По Николаевской железной дороге едет старуха-баба и держит на коленях мешок. Дело происходит в третьем классе, летом 1877 года, в жгучий июльский день.

– Далеко ли, бабушка? – спрашивает ее мещанин-сосед.

– Да вот (она назвала станцию)… лекарь там наш живет…

– Какой такой ваш лекарь?

– А наш, питомницкий…

– Что ж, ты захворала, что ли, али так?

– Нету, миленький, не захворала… Я бы легче помереть, не то что хворать согласна была, ничем…

Старуха заплакала и шопотом произнесла:

– Погляди-кось, что везу-то…

Осматриваясь с осторожностью по сторонам, она открыла мешок, и мещанин, к неописанному ужасу своему, нашел в нем три детские трупа, завернутые в тряпки.

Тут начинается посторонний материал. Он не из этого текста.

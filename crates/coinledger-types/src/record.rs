//! History records: append-only facts about purchases and transfers.
//!
//! A committed record is immutable. History is strictly append-only; the
//! stores never update or delete a record once written.

use std::fmt;

use chrono::{DateTime, Utc};
use serde::{Deserialize, Serialize};

use crate::{AccountId, RecordId};

/// Kind of a coin movement. Only peer-to-peer transfers exist today; the
/// enum leaves room for future kinds (grants, refunds) without a schema
/// change.
#[derive(Debug, Clone, Copy, PartialEq, Eq, Hash, Serialize, Deserialize)]
#[serde(rename_all = "snake_case")]
pub enum TransferKind {
    Transfer,
}

impl fmt::Display for TransferKind {
    fn fmt(&self, f: &mut fmt::Formatter<'_>) -> fmt::Result {
        match self {
            Self::Transfer => write!(f, "transfer"),
        }
    }
}

/// A committed purchase: one catalog item bought at its price at the time
/// of purchase. Quantity is 1 through the exposed API but the record
/// supports batched quantities.
#[derive(Debug, Clone, PartialEq, Eq, Serialize, Deserialize)]
pub struct Purchase {
    pub id: RecordId,
    pub account: AccountId,
    pub item: String,
    /// Unit price at the time of purchase. Later catalog changes never
    /// rewrite committed records.
    pub unit_price: u64,
    pub quantity: u64,
    pub created_at: DateTime<Utc>,
}

impl Purchase {
    /// Total coins paid for this purchase. Overflow was checked before the
    /// record was committed.
    #[must_use]
    pub fn total_cost(&self) -> u64 {
        self.unit_price.saturating_mul(self.quantity)
    }
}

/// A committed transfer: one directed coin movement between two accounts.
///
/// One logical record per transfer; the wallet view derives signed
/// inbound/outbound entries for each side from it.
#[derive(Debug, Clone, PartialEq, Eq, Serialize, Deserialize)]
pub struct TransferRecord {
    pub id: RecordId,
    pub from: AccountId,
    pub to: AccountId,
    pub amount: u64,
    pub kind: TransferKind,
    pub created_at: DateTime<Utc>,
}
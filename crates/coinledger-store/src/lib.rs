//! # coinledger-store
//!
//! **Storage plane**: the durable collections behind the ledger core.
//!
//! - [`AccountStore`] — account identity and balance, with a unique-name
//!   index and the checked `debit`/`credit` pair.
//! - [`HistoryStore`] — append-only purchase and transfer records, plus
//!   the per-account read queries (signed movements, inventory, spend
//!   totals) the wallet view composes from.
//!
//! Neither store is safe to share across threads on its own; the ledger
//! core serializes access so each operation sees and leaves a consistent
//! pair of stores. The `test-helpers` feature exposes the history fault
//! hook used by atomicity tests.

pub mod accounts;
pub mod history;

pub use accounts::AccountStore;
pub use history::HistoryStore;
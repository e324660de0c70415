//! Multi-record writes.
//!
//! A command that both charges the player and changes another record (a ship
//! upgrade, an alliance membership, a completed mission) commits both in one
//! [`WriteBatch`], so a failed save never leaves the effect without the
//! charge.

use game_core::{AllianceMembership, Mission, Player, PlayerId, ShipState};

use super::Tables;

/// Records stored together by [`super::BatchRepository::commit`].
#[derive(Clone, Debug, Default)]
pub struct WriteBatch {
    players: Vec<Player>,
    ships: Vec<(PlayerId, ShipState)>,
    missions: Vec<Mission>,
    memberships: Vec<AllianceMembership>,
}

impl WriteBatch {
    pub fn new() -> Self {
        Self::default()
    }

    pub fn player(mut self, player: &Player) -> Self {
        self.players.push(player.clone());
        self
    }

    pub fn ship(mut self, player: PlayerId, ship: &ShipState) -> Self {
        self.ships.push((player, *ship));
        self
    }

    pub fn mission(mut self, mission: &Mission) -> Self {
        self.missions.push(mission.clone());
        self
    }

    pub fn membership(mut self, membership: AllianceMembership) -> Self {
        self.memberships.push(membership);
        self
    }

    pub fn is_empty(&self) -> bool {
        self.players.is_empty()
            && self.ships.is_empty()
            && self.missions.is_empty()
            && self.memberships.is_empty()
    }

    /// Apply every record to `tables`, later entries winning.
    pub(crate) fn apply(self, tables: &mut Tables) {
        for player in self.players {
            tables.players.insert(player.id, player);
        }
        for (player, ship) in self.ships {
            tables.ships.insert(player, ship);
        }
        for mission in &self.missions {
            tables.upsert_mission(mission);
        }
        tables.memberships.extend(self.memberships);
    }
}

#[cfg(test)]
mod tests {
    use super::*;
    use game_core::{AllianceId, GameConfig};

    #[test]
    fn apply_writes_every_record() {
        let config = GameConfig::default();
        let mut player = Player::new(PlayerId(4), "Lyra", &config, 10);
        player.credits = 30;
        let ship = ShipState {
            weapons: 15,
            ..ShipState::default()
        };

        let batch = WriteBatch::new()
            .player(&player)
            .ship(PlayerId(4), &ship)
            .membership(AllianceMembership {
                player: PlayerId(4),
                alliance: AllianceId(1),
                joined_at: 11,
            });
        assert!(!batch.is_empty());

        let mut tables = Tables::default();
        batch.apply(&mut tables);
        assert_eq!(tables.players[&PlayerId(4)].credits, 30);
        assert_eq!(tables.ships[&PlayerId(4)].weapons, 15);
        assert_eq!(tables.memberships.len(), 1);
        assert!(WriteBatch::new().is_empty());
    }
}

– Господи помилуй! Что ж это такое?..

– То-то, горюшко-то!.. Не хоронят, вишь, без записки от доктора, а доктор-то от нас – эво где… С гробом идти – кондуктор не пустит, нанимай особый вагон: вот и таскаю в мешке…

– Ах-ах-ах!.. Крещеные?

– Как же, соколик, крещеные… все крещеные… Помирают, друг ты мой, один за одним!.. А все от молока. Киснет молоко-то: что будешь делать, кабы у нас погреба были, ледники – ну так! А то киснет – да и шабаш! а они с кислого-то и мрут… И денег-то не дадут, и свои-то на разъезды изведешь; а что мученья на душу примешь – и язык не поворачивается сказать. Что я намучилась-то с эстими с мертвенькими-то!..

– Что ж так, ты-то одна орудуешь?

– Да больно, друг ты мой, накладно каждой кормитке самой ехать… Я еду, один билет плачу; вот они мне и складывают на билет-то… Кабы не старость моя горькая да не сиротство…

– А потом назад от доктора-то?

– Вестимо, назад.

Старуха плакала, а мещанин качал головой.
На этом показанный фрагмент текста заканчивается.